Copy every line from the data below in which the string "take" can be found.

Input START

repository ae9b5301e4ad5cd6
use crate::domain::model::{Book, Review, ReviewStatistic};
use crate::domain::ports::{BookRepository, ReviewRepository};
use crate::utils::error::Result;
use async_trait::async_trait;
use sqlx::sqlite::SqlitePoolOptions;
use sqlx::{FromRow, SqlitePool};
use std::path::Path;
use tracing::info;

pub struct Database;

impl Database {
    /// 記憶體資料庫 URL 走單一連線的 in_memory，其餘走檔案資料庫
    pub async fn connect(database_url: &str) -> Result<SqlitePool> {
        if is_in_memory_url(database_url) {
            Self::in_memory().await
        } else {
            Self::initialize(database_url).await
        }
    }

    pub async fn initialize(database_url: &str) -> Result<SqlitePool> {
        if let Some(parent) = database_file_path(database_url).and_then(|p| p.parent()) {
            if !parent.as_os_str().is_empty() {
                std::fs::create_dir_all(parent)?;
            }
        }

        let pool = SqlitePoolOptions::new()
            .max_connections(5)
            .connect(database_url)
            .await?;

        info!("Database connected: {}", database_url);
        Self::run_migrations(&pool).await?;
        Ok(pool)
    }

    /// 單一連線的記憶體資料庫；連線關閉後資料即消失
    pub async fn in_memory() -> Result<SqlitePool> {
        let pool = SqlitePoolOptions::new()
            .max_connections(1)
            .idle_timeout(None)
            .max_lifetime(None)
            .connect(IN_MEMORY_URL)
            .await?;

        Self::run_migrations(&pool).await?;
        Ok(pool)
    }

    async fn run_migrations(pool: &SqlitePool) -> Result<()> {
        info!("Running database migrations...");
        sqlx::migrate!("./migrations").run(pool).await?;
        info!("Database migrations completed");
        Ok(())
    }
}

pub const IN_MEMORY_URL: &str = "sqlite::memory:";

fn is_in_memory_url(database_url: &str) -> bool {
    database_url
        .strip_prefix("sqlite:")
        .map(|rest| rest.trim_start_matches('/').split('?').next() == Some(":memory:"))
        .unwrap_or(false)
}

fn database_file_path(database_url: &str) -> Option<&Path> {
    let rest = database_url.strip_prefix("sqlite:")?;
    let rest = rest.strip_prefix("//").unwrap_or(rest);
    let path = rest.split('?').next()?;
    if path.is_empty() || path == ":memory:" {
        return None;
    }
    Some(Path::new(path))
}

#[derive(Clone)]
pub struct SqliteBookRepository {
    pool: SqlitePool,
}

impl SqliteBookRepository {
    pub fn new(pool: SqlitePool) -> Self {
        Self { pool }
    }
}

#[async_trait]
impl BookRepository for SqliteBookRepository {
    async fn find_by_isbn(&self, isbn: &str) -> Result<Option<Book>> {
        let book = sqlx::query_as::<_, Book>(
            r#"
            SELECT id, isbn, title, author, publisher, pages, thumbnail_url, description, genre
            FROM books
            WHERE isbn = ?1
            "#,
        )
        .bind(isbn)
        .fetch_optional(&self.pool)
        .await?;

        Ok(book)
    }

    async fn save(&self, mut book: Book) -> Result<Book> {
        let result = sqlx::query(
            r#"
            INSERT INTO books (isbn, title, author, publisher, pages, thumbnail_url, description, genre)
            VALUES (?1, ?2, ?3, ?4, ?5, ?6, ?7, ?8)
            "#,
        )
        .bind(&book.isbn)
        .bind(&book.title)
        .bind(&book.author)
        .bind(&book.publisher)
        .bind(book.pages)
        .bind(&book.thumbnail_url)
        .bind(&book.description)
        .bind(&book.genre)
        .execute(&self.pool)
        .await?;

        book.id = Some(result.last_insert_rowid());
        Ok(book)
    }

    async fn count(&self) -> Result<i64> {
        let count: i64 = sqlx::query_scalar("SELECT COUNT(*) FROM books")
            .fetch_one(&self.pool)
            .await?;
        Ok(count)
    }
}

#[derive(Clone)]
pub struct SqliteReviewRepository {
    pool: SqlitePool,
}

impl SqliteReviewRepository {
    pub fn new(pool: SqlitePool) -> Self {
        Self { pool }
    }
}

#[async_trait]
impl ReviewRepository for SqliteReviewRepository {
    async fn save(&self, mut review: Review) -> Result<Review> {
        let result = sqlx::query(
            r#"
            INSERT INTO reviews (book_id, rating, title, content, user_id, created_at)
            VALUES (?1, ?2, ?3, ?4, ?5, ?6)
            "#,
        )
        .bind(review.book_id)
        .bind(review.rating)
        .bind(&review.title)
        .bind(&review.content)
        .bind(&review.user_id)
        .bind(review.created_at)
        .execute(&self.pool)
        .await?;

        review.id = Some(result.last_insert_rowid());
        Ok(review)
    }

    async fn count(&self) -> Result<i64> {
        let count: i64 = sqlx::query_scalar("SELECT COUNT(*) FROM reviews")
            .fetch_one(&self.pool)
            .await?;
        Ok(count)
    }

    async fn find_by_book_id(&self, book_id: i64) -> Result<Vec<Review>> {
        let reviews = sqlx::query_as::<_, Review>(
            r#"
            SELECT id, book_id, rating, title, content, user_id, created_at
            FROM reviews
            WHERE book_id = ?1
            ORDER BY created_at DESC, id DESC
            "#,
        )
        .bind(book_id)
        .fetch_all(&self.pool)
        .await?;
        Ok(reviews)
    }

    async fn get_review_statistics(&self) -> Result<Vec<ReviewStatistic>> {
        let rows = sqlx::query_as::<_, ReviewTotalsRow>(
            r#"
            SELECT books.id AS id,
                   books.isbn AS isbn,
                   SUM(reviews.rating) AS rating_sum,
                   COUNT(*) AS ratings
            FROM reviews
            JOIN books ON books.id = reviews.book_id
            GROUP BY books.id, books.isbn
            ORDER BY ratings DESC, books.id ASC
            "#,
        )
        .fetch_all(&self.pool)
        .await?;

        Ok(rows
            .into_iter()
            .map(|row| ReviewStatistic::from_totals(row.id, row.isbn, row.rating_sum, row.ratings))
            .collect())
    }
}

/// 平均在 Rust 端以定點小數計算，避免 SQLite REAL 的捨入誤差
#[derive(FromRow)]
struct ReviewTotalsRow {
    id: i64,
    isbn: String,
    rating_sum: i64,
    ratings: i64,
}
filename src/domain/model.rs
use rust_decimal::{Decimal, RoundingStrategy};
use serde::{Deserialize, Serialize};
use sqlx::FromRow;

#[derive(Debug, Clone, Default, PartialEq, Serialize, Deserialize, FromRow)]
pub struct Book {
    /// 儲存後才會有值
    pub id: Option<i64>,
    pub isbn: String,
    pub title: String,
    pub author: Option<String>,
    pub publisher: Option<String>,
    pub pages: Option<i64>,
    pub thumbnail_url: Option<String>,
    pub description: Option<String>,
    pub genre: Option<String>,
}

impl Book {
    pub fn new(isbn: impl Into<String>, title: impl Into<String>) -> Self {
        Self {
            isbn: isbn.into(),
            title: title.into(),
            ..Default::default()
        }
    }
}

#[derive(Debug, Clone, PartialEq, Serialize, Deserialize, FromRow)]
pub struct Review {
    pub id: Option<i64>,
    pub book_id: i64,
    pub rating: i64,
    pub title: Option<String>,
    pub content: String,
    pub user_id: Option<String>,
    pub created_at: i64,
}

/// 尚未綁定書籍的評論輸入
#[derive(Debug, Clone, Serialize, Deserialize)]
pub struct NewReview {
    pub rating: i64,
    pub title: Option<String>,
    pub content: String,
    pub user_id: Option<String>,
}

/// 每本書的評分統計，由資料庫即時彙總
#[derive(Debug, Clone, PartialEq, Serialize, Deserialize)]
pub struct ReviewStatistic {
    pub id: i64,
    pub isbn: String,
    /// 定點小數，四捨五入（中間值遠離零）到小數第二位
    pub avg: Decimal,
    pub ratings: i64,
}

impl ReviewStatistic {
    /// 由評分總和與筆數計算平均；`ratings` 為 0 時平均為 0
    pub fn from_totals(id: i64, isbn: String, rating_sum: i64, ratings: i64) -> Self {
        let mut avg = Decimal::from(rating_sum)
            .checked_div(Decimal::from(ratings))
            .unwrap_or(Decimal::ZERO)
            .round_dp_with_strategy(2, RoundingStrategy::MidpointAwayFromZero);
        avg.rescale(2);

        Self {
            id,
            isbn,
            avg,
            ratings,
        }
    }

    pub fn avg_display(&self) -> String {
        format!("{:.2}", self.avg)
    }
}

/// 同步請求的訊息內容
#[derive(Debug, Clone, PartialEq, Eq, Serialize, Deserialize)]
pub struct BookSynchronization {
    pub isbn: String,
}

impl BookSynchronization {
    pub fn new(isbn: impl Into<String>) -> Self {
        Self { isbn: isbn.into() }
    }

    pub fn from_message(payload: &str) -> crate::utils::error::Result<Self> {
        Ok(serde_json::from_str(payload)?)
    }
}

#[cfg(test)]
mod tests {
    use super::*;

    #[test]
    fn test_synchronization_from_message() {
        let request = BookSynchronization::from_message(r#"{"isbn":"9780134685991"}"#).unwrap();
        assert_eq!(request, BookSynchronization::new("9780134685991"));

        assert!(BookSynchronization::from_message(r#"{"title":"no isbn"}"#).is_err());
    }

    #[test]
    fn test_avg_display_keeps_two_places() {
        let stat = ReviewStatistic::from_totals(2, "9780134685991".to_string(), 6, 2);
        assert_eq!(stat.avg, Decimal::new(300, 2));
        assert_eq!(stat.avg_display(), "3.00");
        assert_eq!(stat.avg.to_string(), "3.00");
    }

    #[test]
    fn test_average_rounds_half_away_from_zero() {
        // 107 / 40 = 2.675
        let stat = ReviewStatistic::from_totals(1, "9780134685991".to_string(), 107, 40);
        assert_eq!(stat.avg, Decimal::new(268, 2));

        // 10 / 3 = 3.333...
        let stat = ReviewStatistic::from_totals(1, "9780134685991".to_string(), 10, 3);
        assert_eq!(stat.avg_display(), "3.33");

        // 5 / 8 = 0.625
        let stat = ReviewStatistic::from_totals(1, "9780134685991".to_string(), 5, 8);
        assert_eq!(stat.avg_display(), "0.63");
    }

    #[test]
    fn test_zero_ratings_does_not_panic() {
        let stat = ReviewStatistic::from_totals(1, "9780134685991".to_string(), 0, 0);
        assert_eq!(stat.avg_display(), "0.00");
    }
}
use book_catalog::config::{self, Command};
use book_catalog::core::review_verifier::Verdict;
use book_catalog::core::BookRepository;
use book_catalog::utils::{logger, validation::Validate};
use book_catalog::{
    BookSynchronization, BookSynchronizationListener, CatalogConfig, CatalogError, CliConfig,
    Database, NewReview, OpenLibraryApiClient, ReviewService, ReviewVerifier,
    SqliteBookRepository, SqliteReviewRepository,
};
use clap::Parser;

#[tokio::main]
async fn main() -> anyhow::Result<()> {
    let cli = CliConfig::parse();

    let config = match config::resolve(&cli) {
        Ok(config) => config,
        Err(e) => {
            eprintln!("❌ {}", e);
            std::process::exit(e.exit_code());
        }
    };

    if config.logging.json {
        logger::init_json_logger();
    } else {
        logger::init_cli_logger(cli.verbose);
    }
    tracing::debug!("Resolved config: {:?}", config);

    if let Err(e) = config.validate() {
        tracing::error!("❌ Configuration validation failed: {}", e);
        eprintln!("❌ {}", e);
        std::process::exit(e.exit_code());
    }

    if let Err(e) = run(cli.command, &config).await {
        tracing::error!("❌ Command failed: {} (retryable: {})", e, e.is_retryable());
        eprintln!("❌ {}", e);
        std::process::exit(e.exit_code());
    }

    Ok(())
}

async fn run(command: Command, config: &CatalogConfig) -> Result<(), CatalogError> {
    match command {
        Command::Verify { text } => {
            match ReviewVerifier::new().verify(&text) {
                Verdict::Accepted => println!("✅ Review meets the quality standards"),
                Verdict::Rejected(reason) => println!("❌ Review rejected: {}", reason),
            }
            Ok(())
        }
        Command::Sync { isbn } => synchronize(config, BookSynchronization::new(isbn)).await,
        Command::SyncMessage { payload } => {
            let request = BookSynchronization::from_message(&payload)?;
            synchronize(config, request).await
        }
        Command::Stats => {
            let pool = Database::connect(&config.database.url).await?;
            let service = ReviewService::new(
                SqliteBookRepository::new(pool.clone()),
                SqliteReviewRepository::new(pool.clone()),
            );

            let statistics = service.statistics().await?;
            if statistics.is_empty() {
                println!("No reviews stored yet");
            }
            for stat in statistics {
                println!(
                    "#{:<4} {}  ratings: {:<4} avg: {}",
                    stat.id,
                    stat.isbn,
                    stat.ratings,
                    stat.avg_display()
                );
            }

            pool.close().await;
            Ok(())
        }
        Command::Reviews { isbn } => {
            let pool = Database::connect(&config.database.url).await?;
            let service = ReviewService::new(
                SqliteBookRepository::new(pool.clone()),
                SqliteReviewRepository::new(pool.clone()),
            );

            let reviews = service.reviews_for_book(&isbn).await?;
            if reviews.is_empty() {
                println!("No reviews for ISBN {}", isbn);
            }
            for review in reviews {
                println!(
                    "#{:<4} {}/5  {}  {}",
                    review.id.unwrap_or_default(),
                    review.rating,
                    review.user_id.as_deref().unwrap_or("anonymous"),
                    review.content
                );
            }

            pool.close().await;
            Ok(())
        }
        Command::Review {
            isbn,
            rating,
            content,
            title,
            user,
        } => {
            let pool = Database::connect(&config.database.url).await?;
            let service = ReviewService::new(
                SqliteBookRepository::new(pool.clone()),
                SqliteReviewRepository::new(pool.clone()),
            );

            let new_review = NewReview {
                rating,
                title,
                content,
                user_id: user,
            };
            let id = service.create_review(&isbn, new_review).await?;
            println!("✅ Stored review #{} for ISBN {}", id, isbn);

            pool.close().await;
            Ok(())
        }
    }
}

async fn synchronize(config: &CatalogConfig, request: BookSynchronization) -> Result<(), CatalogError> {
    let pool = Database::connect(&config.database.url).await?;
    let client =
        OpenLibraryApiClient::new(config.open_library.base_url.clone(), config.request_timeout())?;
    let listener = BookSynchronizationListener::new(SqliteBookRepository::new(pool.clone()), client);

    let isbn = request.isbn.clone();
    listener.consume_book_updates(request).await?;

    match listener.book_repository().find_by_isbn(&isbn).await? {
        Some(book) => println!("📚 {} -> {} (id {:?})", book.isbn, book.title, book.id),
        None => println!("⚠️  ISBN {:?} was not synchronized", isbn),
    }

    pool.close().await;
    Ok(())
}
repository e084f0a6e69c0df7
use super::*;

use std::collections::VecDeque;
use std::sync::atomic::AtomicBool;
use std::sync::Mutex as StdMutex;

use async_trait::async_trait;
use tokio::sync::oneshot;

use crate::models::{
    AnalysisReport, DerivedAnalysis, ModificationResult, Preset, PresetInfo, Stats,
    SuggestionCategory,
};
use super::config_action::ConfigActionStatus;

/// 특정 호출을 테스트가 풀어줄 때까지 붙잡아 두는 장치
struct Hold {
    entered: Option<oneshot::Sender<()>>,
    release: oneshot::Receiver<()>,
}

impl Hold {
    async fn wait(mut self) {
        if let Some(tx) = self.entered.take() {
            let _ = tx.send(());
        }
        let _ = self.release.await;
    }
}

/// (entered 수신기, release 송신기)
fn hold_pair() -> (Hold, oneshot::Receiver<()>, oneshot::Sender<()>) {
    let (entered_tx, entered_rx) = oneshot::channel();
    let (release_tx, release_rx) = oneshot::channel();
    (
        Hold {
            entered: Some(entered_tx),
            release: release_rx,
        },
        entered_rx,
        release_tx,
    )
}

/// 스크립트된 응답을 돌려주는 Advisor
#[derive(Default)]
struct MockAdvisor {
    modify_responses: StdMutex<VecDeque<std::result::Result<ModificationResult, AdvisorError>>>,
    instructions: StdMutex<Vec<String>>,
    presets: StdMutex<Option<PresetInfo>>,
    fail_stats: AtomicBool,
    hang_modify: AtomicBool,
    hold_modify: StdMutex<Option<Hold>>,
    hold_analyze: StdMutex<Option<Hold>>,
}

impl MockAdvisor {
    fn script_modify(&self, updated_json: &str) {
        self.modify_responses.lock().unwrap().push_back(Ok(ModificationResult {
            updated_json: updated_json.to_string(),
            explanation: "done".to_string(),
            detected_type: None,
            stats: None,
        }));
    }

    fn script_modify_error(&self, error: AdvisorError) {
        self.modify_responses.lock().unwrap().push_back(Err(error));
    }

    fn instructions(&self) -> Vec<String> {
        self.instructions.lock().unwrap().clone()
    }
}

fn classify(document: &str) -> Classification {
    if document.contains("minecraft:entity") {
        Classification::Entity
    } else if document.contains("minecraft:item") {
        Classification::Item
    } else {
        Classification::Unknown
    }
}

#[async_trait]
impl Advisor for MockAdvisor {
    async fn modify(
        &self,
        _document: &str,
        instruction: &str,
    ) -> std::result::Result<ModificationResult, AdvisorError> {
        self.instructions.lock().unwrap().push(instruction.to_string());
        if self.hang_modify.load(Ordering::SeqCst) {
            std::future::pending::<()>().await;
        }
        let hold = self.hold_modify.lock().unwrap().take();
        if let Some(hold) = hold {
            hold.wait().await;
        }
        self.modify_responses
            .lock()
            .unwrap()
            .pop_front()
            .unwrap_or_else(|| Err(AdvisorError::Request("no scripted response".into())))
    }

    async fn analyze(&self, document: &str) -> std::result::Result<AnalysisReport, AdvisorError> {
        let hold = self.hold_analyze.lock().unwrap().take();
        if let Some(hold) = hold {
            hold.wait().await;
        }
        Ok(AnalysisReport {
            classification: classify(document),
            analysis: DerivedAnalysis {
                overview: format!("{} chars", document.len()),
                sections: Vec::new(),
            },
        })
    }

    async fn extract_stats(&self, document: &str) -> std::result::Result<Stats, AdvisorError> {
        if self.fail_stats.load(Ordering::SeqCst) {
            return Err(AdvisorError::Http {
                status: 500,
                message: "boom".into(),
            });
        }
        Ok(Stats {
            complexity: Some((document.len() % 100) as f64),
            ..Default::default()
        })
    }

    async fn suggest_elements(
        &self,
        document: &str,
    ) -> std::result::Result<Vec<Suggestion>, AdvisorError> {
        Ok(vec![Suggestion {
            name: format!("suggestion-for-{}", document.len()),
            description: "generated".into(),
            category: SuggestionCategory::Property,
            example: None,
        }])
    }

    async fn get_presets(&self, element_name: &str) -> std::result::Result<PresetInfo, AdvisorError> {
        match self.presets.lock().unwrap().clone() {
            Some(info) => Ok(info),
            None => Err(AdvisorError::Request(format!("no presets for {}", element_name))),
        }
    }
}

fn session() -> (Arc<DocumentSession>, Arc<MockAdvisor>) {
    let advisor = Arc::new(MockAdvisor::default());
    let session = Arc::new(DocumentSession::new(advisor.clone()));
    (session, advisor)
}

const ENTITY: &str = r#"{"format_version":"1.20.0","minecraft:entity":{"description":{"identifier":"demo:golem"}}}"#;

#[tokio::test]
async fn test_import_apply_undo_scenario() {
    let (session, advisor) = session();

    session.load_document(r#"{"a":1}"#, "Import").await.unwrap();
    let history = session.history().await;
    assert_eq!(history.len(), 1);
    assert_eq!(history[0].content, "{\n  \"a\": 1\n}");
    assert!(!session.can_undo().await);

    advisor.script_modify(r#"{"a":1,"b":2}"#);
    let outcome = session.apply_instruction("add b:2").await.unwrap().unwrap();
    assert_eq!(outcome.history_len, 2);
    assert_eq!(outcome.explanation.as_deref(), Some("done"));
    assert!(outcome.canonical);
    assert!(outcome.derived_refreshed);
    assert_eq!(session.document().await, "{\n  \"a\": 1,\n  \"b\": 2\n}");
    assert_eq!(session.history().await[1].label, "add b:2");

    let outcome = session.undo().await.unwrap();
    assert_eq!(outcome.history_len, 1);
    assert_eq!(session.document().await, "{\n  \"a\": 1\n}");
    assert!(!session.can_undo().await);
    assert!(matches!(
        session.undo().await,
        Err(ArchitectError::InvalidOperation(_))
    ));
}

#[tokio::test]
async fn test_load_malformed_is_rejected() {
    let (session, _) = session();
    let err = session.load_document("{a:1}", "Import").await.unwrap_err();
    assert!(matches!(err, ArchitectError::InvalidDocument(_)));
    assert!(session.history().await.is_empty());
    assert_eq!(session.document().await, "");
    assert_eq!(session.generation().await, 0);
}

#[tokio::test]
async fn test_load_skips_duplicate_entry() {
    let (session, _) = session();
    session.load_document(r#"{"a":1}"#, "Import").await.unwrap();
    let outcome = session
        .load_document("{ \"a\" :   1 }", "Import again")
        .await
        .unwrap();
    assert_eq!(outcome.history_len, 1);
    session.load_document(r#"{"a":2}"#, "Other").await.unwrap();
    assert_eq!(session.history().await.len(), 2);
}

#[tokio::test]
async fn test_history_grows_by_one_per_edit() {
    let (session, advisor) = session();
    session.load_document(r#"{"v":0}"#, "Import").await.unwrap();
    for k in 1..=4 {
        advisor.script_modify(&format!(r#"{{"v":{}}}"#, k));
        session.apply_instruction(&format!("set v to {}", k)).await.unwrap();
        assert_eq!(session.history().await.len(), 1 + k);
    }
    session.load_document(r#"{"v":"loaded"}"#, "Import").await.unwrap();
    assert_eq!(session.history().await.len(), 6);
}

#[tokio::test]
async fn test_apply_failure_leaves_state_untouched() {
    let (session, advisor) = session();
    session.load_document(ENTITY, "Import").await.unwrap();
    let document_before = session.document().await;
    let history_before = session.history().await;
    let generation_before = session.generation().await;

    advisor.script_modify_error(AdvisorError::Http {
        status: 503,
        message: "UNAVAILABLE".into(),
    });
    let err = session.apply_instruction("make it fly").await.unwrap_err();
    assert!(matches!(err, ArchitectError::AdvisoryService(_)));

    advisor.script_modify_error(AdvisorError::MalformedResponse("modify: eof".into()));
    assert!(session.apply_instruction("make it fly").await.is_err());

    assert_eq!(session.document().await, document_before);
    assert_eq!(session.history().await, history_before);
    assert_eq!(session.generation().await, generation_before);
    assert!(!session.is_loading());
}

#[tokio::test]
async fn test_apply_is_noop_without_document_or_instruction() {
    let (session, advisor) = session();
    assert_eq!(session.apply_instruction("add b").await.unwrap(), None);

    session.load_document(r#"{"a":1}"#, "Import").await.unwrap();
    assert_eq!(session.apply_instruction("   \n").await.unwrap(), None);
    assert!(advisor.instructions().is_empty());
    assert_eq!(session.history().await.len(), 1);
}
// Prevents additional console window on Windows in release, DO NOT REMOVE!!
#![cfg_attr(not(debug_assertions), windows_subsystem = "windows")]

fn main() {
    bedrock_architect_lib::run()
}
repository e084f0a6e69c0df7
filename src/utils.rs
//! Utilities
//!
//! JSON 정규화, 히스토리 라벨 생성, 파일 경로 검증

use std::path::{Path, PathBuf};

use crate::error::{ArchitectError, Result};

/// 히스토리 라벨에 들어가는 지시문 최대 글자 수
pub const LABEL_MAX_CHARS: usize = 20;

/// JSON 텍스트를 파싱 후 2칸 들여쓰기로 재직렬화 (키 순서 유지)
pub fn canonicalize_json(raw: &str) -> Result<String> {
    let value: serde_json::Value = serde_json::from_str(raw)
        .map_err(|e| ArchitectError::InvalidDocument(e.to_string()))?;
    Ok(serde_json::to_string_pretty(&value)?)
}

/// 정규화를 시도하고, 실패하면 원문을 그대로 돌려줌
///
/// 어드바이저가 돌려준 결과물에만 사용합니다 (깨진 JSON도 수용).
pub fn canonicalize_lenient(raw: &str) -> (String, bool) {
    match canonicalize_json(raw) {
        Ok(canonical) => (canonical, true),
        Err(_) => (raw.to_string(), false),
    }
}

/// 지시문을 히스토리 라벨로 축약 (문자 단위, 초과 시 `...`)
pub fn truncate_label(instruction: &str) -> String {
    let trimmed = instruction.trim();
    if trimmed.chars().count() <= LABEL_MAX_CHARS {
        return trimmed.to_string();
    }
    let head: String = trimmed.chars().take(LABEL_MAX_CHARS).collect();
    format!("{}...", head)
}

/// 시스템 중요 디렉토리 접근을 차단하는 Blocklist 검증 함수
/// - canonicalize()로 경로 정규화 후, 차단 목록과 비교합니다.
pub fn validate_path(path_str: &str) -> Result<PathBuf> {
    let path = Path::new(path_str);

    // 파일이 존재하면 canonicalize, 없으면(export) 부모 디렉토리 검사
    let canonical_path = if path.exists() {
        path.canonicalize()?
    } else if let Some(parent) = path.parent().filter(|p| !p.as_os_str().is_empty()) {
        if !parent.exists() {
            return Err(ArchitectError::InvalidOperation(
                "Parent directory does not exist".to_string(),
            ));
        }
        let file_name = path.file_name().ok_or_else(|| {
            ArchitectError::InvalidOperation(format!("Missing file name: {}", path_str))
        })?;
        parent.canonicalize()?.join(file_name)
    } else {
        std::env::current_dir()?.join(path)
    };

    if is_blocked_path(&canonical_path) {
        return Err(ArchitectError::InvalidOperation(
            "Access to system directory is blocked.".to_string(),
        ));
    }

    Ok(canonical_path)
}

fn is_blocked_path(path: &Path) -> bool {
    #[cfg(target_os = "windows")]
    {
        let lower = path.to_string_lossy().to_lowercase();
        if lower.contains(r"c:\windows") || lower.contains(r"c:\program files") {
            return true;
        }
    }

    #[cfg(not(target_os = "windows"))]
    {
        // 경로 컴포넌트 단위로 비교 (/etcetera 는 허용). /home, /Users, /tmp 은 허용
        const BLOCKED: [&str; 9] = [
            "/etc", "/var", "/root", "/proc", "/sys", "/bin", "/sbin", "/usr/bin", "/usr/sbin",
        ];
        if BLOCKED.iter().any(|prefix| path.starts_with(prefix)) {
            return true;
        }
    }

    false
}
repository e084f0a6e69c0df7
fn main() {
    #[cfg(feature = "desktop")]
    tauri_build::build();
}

Input END

Answer section ::
        if let Some(tx) = self.entered.take() {
        let hold = self.hold_modify.lock().unwrap().take();
        let hold = self.hold_analyze.lock().unwrap().take();
    let head: String = trimmed.chars().take(LABEL_MAX_CHARS).collect();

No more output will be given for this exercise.